-------- Stored data

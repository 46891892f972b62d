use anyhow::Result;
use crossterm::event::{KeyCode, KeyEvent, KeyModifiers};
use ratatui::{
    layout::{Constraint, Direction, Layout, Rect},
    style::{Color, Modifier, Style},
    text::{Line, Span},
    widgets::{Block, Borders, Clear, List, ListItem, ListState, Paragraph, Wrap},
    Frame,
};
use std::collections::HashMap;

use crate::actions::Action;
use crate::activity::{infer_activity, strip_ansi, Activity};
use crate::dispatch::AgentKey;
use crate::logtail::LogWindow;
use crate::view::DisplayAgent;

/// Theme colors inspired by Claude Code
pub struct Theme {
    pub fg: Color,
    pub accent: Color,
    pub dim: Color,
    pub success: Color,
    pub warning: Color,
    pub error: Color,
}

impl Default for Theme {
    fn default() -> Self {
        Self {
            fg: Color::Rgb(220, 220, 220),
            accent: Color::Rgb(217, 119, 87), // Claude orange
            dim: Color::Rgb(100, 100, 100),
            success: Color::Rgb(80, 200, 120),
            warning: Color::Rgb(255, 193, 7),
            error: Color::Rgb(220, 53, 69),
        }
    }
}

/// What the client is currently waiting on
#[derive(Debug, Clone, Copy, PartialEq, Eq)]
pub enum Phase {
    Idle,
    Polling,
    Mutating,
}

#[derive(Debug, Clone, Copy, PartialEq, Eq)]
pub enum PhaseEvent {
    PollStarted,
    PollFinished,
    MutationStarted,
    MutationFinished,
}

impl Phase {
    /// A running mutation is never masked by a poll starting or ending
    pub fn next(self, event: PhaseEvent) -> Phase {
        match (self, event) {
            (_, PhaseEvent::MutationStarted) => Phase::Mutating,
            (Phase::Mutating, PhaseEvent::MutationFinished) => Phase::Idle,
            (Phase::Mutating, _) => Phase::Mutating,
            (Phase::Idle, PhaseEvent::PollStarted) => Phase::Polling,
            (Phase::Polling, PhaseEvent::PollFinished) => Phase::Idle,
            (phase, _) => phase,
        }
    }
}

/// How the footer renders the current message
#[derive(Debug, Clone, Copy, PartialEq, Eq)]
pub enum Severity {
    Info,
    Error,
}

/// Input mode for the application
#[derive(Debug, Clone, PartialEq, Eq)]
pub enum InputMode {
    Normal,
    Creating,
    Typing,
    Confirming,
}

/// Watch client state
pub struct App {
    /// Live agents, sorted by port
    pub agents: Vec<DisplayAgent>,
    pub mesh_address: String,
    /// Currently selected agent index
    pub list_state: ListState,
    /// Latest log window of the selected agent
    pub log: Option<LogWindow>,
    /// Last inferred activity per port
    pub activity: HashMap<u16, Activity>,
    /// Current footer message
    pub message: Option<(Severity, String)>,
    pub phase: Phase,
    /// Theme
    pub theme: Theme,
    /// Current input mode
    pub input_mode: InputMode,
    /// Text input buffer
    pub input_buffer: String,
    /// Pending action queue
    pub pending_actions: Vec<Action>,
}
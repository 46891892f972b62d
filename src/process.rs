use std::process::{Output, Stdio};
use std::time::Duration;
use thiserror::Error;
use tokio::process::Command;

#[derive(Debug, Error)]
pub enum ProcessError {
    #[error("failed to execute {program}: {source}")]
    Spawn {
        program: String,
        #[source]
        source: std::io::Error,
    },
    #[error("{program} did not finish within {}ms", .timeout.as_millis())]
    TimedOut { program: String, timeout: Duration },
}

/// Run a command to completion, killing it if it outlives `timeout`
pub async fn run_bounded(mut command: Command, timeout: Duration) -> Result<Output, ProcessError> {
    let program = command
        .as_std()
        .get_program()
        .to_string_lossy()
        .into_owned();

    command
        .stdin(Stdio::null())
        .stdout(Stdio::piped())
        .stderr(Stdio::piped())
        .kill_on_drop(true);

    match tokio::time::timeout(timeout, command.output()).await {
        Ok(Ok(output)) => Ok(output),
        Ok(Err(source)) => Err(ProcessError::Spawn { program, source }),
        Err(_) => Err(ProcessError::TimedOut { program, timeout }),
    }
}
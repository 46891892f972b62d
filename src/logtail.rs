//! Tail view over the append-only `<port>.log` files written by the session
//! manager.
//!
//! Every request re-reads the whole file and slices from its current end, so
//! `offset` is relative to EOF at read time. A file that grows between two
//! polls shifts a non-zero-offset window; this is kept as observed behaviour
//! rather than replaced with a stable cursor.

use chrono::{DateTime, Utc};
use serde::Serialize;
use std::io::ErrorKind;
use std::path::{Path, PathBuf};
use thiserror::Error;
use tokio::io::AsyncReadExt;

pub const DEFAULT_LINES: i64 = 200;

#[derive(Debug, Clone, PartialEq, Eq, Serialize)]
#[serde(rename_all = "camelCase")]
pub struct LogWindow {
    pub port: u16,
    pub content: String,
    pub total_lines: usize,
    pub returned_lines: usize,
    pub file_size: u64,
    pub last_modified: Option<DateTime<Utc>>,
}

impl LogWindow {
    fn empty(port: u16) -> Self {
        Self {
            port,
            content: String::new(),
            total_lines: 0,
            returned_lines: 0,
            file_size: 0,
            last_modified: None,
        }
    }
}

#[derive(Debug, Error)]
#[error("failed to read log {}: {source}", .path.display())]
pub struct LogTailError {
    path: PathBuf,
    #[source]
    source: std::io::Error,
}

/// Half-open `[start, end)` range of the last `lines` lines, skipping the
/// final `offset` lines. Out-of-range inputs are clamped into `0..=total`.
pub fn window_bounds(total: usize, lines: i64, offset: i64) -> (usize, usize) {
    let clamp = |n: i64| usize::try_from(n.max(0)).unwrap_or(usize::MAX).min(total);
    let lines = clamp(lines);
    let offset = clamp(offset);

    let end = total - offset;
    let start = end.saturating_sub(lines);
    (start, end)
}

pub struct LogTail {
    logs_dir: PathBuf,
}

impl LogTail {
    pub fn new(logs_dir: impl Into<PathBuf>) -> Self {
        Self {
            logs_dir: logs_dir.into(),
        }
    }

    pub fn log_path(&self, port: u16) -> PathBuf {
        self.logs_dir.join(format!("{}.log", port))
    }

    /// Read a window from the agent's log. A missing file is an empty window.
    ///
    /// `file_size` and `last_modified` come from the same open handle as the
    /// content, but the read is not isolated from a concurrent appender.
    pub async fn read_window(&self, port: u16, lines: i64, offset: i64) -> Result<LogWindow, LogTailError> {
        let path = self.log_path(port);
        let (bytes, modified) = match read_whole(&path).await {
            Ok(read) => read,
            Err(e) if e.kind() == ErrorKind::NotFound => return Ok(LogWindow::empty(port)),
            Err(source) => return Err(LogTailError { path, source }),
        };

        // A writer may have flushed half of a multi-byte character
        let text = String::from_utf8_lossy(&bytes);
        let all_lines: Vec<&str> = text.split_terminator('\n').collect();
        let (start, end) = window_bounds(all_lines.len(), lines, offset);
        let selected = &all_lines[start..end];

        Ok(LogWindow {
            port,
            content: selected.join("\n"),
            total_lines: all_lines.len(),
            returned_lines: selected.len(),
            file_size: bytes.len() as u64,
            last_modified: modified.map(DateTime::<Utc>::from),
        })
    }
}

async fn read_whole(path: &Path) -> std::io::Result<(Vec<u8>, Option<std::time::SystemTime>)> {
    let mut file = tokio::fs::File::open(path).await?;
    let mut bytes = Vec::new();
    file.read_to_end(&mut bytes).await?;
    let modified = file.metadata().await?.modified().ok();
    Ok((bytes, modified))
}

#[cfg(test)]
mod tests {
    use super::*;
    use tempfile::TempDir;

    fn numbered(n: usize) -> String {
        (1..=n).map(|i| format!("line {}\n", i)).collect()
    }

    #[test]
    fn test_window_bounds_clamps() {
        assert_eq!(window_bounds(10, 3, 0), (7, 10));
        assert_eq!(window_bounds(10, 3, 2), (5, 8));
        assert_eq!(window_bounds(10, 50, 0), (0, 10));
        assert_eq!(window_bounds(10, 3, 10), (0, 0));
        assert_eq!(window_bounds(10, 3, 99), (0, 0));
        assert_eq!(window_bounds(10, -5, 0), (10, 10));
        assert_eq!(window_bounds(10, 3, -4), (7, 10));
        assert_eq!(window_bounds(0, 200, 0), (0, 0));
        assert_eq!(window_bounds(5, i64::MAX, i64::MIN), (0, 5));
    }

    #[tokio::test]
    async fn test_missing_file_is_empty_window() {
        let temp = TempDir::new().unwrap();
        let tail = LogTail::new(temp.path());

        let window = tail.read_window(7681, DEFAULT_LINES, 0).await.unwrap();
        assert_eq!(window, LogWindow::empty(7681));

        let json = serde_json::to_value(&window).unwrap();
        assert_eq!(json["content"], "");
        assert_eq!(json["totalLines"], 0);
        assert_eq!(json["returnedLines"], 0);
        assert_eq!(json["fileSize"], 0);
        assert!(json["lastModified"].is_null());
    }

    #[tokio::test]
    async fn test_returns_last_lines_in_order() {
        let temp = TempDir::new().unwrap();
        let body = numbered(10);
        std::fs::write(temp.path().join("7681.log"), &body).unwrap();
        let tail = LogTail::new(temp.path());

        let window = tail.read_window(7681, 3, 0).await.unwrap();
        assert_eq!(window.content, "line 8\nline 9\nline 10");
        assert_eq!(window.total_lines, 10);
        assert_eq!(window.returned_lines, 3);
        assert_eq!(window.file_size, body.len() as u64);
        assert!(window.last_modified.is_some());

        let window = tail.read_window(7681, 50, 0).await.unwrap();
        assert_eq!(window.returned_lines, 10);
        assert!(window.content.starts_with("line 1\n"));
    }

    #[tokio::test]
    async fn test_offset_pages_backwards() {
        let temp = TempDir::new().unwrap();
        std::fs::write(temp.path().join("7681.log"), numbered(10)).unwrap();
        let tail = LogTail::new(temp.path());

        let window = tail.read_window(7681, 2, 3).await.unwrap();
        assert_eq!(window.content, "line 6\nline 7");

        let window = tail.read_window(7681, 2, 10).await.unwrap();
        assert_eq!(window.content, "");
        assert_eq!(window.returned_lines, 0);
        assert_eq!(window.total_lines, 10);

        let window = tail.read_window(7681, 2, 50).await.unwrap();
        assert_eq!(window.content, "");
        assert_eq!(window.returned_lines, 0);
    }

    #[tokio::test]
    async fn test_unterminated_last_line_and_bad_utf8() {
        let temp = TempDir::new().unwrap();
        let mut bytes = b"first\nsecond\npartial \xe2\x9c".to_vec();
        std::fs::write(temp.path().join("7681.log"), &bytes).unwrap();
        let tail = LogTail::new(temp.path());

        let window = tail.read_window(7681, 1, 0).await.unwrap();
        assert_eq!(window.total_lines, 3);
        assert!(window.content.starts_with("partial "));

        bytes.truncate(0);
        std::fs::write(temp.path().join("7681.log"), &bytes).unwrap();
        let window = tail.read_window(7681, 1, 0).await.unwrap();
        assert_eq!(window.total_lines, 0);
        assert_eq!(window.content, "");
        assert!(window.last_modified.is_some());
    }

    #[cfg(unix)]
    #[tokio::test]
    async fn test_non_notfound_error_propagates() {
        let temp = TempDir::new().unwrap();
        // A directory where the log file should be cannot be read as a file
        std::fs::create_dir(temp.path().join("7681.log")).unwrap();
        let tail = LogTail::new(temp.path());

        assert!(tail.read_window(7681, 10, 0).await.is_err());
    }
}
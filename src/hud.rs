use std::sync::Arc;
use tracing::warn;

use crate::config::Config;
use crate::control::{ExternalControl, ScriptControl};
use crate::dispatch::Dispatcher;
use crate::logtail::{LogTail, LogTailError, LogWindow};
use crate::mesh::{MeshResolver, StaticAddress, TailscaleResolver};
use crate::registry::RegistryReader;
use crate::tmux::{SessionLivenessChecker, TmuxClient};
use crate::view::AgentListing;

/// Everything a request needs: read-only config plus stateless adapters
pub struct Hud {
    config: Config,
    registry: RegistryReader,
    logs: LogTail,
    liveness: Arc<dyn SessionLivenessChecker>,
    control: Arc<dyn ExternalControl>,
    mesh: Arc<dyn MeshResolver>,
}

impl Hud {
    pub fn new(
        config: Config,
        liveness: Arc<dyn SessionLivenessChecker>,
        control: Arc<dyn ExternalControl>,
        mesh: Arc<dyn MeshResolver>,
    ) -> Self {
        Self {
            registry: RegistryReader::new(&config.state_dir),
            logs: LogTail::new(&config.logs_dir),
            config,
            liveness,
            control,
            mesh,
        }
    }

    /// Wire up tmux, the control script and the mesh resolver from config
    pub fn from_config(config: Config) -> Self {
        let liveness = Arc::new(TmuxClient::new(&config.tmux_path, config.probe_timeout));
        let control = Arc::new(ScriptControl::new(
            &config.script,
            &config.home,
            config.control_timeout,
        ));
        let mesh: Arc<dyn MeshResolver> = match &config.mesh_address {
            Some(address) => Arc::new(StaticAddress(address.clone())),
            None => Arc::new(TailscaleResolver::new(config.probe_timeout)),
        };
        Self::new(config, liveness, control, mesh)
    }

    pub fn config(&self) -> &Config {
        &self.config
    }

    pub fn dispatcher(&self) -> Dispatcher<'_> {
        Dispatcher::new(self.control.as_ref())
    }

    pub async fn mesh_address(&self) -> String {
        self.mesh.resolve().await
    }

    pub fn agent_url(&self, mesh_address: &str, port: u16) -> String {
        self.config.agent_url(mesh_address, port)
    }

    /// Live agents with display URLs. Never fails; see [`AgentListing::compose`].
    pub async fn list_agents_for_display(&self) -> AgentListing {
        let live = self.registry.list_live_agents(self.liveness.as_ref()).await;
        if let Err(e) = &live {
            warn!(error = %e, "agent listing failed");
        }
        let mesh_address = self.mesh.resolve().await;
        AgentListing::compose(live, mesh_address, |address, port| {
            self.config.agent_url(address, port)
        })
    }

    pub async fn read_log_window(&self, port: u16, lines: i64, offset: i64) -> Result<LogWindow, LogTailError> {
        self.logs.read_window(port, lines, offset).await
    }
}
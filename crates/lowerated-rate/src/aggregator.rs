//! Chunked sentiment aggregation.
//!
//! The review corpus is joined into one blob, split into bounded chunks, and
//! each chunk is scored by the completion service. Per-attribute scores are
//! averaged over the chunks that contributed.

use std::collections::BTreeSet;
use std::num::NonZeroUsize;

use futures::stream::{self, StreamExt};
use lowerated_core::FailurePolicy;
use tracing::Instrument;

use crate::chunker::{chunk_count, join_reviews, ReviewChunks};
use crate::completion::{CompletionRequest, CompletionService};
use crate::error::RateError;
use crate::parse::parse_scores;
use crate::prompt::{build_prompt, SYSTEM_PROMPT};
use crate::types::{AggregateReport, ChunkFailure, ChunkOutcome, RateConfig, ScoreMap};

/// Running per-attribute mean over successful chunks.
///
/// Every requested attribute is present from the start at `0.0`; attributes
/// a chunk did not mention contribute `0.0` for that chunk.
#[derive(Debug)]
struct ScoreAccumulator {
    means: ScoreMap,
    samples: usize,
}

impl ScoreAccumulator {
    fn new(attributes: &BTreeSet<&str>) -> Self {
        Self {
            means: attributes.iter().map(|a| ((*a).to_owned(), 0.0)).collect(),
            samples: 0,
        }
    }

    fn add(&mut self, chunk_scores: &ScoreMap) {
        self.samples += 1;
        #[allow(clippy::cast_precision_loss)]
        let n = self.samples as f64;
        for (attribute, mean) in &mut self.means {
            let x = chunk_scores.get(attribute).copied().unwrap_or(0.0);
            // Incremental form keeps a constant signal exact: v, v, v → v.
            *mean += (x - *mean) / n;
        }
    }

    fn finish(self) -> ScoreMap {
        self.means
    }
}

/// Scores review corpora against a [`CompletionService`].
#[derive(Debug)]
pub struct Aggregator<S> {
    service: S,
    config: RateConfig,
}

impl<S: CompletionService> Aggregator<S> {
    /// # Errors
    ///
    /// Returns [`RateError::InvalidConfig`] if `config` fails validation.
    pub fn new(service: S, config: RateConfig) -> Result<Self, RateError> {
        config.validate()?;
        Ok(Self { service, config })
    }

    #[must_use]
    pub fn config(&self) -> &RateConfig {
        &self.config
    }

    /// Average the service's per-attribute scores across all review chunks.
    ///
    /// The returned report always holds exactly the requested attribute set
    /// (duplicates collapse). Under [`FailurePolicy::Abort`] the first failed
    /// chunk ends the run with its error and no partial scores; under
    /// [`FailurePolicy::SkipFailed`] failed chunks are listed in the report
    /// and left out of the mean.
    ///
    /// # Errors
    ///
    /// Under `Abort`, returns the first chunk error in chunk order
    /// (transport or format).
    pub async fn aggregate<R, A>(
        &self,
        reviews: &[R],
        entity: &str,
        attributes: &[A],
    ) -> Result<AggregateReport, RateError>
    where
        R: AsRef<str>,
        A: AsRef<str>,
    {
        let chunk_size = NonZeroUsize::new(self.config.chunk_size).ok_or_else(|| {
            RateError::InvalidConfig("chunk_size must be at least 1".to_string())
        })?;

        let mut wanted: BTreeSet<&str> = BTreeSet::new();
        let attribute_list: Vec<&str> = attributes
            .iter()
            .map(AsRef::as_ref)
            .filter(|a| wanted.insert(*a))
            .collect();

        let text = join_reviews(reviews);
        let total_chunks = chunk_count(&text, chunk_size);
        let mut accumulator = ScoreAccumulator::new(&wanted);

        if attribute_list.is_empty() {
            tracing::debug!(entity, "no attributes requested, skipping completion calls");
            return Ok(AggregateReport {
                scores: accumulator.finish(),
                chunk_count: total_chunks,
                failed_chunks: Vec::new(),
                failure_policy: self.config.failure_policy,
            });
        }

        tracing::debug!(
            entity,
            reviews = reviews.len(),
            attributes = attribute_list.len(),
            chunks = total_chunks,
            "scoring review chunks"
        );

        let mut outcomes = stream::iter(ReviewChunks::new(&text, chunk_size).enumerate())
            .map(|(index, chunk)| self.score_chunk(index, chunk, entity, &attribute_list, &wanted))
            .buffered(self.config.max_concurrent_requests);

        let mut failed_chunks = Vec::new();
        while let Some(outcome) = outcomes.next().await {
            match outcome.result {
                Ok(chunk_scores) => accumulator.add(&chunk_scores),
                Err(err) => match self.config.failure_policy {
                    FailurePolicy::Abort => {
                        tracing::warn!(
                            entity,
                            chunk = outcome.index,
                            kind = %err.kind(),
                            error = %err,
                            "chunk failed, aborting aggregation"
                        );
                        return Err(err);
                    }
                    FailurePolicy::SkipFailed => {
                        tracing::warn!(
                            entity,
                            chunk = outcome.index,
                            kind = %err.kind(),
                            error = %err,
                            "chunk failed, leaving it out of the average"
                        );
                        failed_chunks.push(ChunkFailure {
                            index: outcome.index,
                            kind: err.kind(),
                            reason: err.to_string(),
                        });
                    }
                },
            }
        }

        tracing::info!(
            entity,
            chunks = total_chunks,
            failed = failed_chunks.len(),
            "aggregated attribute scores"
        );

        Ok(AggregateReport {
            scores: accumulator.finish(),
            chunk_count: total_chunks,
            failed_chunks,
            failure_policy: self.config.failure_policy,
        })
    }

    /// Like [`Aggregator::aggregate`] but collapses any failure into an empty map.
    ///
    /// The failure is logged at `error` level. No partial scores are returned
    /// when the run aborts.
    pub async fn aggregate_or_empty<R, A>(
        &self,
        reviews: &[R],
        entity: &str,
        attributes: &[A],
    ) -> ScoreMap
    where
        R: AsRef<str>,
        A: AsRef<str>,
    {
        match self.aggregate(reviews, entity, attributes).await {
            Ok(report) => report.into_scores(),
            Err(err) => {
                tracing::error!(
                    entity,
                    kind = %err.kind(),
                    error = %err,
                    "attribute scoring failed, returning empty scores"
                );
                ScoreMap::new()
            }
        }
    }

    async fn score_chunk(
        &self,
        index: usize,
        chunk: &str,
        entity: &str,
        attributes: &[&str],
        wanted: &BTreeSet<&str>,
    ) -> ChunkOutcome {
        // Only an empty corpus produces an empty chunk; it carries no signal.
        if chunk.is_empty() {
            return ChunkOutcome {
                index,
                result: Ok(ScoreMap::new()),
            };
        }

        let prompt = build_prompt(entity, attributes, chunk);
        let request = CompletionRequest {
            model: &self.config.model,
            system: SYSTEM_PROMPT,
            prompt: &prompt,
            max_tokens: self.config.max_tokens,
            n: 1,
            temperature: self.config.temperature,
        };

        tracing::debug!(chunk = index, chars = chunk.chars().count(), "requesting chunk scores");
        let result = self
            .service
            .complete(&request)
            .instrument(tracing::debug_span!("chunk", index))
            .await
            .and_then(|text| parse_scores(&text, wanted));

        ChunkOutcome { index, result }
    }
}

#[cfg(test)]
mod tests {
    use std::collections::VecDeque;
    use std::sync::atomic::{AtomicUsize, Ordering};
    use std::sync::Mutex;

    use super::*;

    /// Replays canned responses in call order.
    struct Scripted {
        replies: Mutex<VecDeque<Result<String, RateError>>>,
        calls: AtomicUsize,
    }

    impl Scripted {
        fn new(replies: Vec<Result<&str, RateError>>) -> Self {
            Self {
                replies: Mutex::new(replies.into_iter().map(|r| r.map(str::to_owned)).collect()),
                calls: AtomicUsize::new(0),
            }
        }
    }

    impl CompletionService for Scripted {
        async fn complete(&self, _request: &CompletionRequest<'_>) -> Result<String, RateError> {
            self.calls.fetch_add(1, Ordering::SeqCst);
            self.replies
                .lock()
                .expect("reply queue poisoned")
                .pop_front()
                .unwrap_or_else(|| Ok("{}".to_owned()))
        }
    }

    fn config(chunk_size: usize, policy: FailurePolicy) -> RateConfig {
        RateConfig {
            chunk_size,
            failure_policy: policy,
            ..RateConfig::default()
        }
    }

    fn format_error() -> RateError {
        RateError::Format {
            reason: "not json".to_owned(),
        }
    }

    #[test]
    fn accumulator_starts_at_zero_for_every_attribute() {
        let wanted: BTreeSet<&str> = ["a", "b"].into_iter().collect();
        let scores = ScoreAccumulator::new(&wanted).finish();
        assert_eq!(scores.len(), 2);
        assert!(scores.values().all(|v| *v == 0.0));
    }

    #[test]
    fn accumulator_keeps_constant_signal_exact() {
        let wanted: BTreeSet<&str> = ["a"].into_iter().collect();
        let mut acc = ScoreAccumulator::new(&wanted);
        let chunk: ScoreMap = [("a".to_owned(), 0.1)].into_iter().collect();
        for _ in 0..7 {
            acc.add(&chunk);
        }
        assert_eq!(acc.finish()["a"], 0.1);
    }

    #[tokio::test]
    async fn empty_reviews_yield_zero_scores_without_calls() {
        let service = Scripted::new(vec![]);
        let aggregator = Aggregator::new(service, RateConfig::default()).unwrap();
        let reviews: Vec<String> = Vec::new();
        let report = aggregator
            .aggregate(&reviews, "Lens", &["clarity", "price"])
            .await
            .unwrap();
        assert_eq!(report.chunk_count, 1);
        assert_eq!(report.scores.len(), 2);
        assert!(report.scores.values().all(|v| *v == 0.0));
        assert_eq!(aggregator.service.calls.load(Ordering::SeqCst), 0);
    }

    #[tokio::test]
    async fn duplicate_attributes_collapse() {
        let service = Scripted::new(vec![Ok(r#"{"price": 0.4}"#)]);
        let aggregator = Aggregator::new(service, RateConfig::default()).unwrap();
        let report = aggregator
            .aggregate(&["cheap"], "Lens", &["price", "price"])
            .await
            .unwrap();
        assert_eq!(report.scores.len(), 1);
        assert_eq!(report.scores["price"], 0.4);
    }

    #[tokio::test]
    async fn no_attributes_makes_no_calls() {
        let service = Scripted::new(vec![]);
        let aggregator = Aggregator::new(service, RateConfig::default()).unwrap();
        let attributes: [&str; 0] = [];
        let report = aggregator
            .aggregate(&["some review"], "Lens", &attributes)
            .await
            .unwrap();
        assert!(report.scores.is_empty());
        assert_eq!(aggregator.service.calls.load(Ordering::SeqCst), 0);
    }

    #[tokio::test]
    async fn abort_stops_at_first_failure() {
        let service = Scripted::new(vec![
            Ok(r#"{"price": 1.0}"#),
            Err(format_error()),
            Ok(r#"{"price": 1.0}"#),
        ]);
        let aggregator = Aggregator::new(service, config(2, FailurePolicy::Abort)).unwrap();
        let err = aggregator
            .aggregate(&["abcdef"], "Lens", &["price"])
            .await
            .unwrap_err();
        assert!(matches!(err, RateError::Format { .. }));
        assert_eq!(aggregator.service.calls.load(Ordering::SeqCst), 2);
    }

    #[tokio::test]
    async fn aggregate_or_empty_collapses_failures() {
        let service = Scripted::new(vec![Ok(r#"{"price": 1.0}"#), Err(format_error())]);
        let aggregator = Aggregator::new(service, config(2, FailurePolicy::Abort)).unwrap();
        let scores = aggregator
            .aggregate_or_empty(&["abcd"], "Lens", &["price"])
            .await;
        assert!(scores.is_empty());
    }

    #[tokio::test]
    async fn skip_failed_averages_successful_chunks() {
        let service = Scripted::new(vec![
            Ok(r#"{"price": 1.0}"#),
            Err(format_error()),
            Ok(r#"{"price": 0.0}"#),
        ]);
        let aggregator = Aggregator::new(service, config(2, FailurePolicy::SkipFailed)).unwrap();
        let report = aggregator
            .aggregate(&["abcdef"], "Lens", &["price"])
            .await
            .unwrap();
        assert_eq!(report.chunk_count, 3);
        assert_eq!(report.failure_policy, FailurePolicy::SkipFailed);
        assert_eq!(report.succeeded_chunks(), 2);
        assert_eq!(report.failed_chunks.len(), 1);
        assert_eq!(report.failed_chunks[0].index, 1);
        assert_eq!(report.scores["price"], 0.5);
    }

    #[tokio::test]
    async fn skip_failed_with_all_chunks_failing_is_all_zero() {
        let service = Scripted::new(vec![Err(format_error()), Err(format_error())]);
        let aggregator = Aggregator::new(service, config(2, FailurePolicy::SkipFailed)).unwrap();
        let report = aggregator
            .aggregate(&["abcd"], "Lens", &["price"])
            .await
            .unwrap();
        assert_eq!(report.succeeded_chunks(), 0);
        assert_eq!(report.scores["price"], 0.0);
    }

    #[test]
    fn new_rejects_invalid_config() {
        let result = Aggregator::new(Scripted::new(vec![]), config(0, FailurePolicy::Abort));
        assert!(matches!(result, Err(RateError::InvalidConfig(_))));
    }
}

----------------

**Exercise goal**
Look through the entries above and copy each line that has "TimedOut" in it.

**Finished task**
    TimedOut { program: String, timeout: Duration },
        Err(_) => Err(ProcessError::TimedOut { program, timeout }),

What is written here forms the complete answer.